Semiconductors & Related Devices
Cirrus Logic, Inc., a fabless semiconductor company, develops low-power, high-precision mixed-signal processing solutions in China, the United States, and internationally. The company offers audio products, including codecs components that integrate analog-to-digital converters (ADCs) and digital-to-analog converters (DACs) into a single integrated circuit (IC); smart codecs, a codec with digital signal processing; boosted amplifiers; standalone digital signal processors; and SoundClear technology, which consists of a portfolio of tools, software, and algorithms that helps to enhance user experience with features, such as louder, high-fidelity sound, audio playback, voice capture, and hearing augmentation. Its audio products are used in smartphones, tablets, laptops, AR/VR headsets, home theater systems, automotive entertainment systems, and professional audio systems. It also provides high-performance mixed-signal products comprising camera controllers, haptic and sensing solutions, and battery and power ICs for use in legacy industrial and energy applications, such as digital utility meters, power supplies, energy control, energy measurement, and energy exploration.
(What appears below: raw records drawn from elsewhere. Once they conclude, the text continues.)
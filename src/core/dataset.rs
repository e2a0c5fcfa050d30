//! Series and dataset containers with source-row loading.

use super::time_index::{Period, TimeIndex};
use crate::error::{ForecastError, Result};

/// A single monthly value; `None` marks a gap (absent source cell).
pub type Observation = Option<f64>;

/// One tracked data column across time.
#[derive(Debug, Clone, PartialEq)]
pub struct Series {
    column: usize,
    label: String,
    values: Vec<Observation>,
}

impl Series {
    pub fn new(column: usize, label: impl Into<String>, values: Vec<Observation>) -> Self {
        Self {
            column,
            label: label.into(),
            values,
        }
    }

    /// Stable source column index.
    pub fn column(&self) -> usize {
        self.column
    }

    pub fn label(&self) -> &str {
        &self.label
    }

    pub fn values(&self) -> &[Observation] {
        &self.values
    }

    pub fn len(&self) -> usize {
        self.values.len()
    }

    pub fn is_empty(&self) -> bool {
        self.values.is_empty()
    }

    /// Number of non-gap values.
    pub fn valid_count(&self) -> usize {
        self.values.iter().filter(|v| v.is_some()).count()
    }
}

/// In-memory multi-series dataset aligned on one time index.
#[derive(Debug, Clone, PartialEq)]
pub struct Dataset {
    index: TimeIndex,
    series: Vec<Series>,
}

impl Dataset {
    /// Create a dataset, checking every series against the index length.
    pub fn new(index: TimeIndex, series: Vec<Series>) -> Result<Self> {
        for s in &series {
            if s.len() != index.len() {
                return Err(ForecastError::DimensionMismatch {
                    expected: index.len(),
                    got: s.len(),
                });
            }
        }
        Ok(Self { index, series })
    }

    pub fn builder() -> DatasetBuilder {
        DatasetBuilder::new()
    }

    pub fn index(&self) -> &TimeIndex {
        &self.index
    }

    pub fn series(&self) -> &[Series] {
        &self.series
    }

    /// Historical period count.
    pub fn period_count(&self) -> usize {
        self.index.len()
    }

    pub fn series_count(&self) -> usize {
        self.series.len()
    }
}

/// One row of a tabular source: year and month cells plus one cell per series.
#[derive(Debug, Clone, Default, PartialEq)]
pub struct SourceRow {
    pub year: Option<i32>,
    pub month: Option<u32>,
    pub values: Vec<Observation>,
}

impl SourceRow {
    pub fn new(year: Option<i32>, month: Option<u32>, values: Vec<Observation>) -> Self {
        Self {
            year,
            month,
            values,
        }
    }
}

/// Builder that assembles a [`Dataset`] from source rows.
///
/// Rows without a year or a month cell are skipped along with their values.
#[derive(Debug, Clone, Default)]
pub struct DatasetBuilder {
    first_column: usize,
    labels: Vec<String>,
    rows: Vec<SourceRow>,
}

impl DatasetBuilder {
    pub fn new() -> Self {
        Self::default()
    }

    /// Source column number of the first series; later series follow consecutively.
    pub fn first_column(mut self, column: usize) -> Self {
        self.first_column = column;
        self
    }

    pub fn labels<I, S>(mut self, labels: I) -> Self
    where
        I: IntoIterator<Item = S>,
        S: Into<String>,
    {
        self.labels = labels.into_iter().map(Into::into).collect();
        self
    }

    pub fn row(mut self, row: SourceRow) -> Self {
        self.rows.push(row);
        self
    }

    pub fn rows(mut self, rows: impl IntoIterator<Item = SourceRow>) -> Self {
        self.rows.extend(rows);
        self
    }

    pub fn build(self) -> Result<Dataset> {
        let width = self.labels.len();
        let mut periods = Vec::with_capacity(self.rows.len());
        let mut columns: Vec<Vec<Observation>> = vec![Vec::with_capacity(self.rows.len()); width];

        for row in self.rows {
            let (Some(year), Some(month)) = (row.year, row.month) else {
                continue;
            };
            if row.values.len() != width {
                return Err(ForecastError::DimensionMismatch {
                    expected: width,
                    got: row.values.len(),
                });
            }
            periods.push(Period::new(year, month)?);
            for (column, value) in columns.iter_mut().zip(row.values) {
                column.push(value);
            }
        }

        let series = self
            .labels
            .into_iter()
            .zip(columns)
            .enumerate()
            .map(|(offset, (label, values))| Series::new(self.first_column + offset, label, values))
            .collect();

        Dataset::new(TimeIndex::new(periods), series)
    }
}

#[cfg(test)]
mod tests {
    use super::*;

    #[test]
    fn builder_skips_rows_without_period() {
        let dataset = Dataset::builder()
            .first_column(7)
            .labels(["North", "South"])
            .row(SourceRow::new(Some(2023), Some(1), vec![Some(10.0), None]))
            .row(SourceRow::new(None, Some(2), vec![Some(99.0), Some(99.0)]))
            .row(SourceRow::new(Some(2023), None, vec![Some(99.0), Some(99.0)]))
            .row(SourceRow::new(Some(2023), Some(2), vec![Some(12.0), Some(5.0)]))
            .build()
            .unwrap();

        assert_eq!(dataset.period_count(), 2);
        assert_eq!(dataset.series_count(), 2);
        assert_eq!(dataset.series()[0].column(), 7);
        assert_eq!(dataset.series()[1].column(), 8);
        assert_eq!(dataset.series()[0].values(), &[Some(10.0), Some(12.0)]);
        assert_eq!(dataset.series()[1].values(), &[None, Some(5.0)]);
        assert_eq!(dataset.series()[1].valid_count(), 1);
    }

    #[test]
    fn builder_rejects_ragged_rows() {
        let err = Dataset::builder()
            .labels(["A", "B"])
            .row(SourceRow::new(Some(2023), Some(1), vec![Some(1.0)]))
            .build()
            .unwrap_err();
        assert_eq!(err, ForecastError::DimensionMismatch { expected: 2, got: 1 });
    }

    #[test]
    fn builder_rejects_invalid_month() {
        let err = Dataset::builder()
            .labels(["A"])
            .row(SourceRow::new(Some(2023), Some(14), vec![Some(1.0)]))
            .build()
            .unwrap_err();
        assert_eq!(err, ForecastError::InvalidMonth(14));
    }

    #[test]
    fn dataset_checks_series_alignment() {
        let index = TimeIndex::monthly(2023, 1, 3).unwrap();
        let err = Dataset::new(index, vec![Series::new(0, "A", vec![Some(1.0)])]).unwrap_err();
        assert_eq!(err, ForecastError::DimensionMismatch { expected: 3, got: 1 });
    }
}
The company markets and sells its products through direct sales force, external sales representatives, and distributors. Cirrus Logic, Inc. was incorporated in 1984 and is headquartered in Austin, Texas.
Discounted Cash Flow Valuation of Cirrus Logic, Inc.
In the chart Earnings are multiplied by this value.
High margins render the company resilient under dire circumstances, hence able to drive competitors out or acquire them. ROE and ROA measure the average flow generated by each invested dollar. Their marginal value is a forecast of future growth, and it is considered by Buffett and Munger the most important single indicator.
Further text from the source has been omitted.